Please report each line of the data below that contains "Option".

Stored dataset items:
▬▬▬▬▬▬
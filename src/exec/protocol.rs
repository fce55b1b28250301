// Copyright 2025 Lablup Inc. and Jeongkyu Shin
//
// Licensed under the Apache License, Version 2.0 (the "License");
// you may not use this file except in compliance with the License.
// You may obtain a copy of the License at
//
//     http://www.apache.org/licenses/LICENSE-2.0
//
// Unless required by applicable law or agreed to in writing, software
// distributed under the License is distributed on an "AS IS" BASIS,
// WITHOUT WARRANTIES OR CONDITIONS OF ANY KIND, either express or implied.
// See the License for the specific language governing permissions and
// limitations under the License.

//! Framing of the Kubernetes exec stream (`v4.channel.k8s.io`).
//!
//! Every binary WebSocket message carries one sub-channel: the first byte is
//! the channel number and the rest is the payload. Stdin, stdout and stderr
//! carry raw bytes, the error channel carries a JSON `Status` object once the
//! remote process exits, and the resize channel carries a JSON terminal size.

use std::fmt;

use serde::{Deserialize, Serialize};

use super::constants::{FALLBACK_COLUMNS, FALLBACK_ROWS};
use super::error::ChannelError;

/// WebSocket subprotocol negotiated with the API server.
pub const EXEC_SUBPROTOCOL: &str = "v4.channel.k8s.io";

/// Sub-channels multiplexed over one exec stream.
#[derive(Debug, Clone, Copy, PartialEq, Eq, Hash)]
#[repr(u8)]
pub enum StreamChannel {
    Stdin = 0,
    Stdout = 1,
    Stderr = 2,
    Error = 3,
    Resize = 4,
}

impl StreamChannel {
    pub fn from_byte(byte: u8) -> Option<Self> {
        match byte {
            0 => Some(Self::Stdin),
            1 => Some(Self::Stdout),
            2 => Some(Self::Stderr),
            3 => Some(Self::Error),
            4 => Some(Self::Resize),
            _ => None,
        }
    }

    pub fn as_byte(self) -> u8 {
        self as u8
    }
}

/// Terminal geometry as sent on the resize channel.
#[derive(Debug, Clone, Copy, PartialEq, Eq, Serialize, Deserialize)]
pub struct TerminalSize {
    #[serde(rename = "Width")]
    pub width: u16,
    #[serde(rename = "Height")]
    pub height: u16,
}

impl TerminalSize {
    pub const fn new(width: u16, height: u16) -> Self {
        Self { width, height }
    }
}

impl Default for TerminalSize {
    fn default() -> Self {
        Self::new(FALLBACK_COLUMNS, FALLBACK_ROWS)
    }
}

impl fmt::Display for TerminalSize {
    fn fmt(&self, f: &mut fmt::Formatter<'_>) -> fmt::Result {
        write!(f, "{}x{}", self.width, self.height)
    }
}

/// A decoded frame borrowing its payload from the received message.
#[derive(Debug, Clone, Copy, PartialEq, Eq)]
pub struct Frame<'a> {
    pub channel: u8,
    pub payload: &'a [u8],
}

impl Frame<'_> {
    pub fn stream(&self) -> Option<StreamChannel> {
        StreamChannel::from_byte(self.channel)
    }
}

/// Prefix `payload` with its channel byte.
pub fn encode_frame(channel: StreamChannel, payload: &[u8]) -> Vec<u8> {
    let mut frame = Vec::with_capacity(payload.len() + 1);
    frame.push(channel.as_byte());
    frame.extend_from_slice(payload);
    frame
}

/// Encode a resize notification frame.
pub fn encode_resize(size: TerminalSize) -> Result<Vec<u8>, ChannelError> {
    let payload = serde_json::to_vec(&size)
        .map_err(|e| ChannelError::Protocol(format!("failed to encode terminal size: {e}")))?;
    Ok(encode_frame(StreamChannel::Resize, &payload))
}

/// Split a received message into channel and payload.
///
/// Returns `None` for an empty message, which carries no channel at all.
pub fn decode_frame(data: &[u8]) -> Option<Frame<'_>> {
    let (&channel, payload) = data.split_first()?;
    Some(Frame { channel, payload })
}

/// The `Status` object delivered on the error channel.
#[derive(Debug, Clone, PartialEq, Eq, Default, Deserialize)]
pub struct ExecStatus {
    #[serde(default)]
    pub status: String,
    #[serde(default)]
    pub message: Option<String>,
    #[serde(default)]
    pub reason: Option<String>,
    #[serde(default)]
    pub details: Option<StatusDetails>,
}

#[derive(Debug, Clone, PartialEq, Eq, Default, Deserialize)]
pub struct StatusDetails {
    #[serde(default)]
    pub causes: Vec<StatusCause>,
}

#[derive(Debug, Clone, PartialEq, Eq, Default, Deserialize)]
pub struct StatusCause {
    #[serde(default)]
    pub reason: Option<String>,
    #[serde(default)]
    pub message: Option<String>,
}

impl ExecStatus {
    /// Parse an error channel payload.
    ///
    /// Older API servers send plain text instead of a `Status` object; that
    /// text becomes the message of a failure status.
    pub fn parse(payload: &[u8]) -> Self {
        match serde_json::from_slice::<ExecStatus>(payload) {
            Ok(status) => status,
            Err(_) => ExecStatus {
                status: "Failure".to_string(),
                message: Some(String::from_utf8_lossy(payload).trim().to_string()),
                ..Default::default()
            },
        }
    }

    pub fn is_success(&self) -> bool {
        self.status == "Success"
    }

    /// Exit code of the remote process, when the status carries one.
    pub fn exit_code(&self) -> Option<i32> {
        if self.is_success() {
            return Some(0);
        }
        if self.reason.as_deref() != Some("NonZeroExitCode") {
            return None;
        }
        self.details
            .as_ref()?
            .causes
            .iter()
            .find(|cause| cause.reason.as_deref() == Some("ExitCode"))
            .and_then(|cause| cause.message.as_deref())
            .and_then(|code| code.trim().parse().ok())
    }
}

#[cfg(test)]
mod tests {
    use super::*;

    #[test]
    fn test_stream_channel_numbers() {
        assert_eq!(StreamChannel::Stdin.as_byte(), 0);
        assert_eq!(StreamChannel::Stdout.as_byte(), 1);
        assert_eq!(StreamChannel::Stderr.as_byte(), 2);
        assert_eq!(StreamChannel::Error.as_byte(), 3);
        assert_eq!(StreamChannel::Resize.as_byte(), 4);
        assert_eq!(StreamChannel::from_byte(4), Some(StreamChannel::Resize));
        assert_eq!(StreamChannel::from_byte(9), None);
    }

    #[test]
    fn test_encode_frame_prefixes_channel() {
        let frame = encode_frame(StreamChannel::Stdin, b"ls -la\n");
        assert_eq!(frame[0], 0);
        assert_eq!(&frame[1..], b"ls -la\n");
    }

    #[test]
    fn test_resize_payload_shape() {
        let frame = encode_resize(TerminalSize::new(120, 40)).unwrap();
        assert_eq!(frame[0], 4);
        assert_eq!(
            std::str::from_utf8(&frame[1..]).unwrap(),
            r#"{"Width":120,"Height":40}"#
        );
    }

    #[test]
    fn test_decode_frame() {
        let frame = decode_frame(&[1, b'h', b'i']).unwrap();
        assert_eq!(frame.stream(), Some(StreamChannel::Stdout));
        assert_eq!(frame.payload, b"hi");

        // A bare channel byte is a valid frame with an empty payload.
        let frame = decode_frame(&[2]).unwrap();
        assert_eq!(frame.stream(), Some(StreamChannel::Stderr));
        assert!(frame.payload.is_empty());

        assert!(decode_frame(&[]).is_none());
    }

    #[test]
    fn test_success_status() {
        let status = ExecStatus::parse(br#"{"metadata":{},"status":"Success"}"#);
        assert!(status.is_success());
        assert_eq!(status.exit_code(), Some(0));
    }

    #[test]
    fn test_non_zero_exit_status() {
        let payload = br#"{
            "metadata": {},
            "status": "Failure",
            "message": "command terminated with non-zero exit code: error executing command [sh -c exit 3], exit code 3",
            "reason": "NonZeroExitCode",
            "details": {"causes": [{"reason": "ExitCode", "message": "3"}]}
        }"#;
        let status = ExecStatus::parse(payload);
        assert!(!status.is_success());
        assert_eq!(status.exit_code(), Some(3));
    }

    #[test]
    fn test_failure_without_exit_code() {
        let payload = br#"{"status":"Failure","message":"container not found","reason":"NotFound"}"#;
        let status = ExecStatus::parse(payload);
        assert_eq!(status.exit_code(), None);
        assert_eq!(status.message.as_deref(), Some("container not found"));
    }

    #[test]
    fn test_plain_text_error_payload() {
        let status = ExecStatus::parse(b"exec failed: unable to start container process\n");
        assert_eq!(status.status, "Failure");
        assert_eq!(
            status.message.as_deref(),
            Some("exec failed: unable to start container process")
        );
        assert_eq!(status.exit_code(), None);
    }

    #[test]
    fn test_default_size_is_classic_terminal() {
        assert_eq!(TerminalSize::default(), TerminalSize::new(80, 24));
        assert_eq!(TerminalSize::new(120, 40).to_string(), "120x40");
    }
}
▬▬▬▬▬▬
→ **Worked solution**:
    pub fn from_byte(byte: u8) -> Option<Self> {
    pub fn stream(&self) -> Option<StreamChannel> {
pub fn decode_frame(data: &[u8]) -> Option<Frame<'_>> {
    pub message: Option<String>,
    pub reason: Option<String>,
    pub details: Option<StatusDetails>,
    pub reason: Option<String>,
    pub message: Option<String>,
    pub fn exit_code(&self) -> Option<i32> {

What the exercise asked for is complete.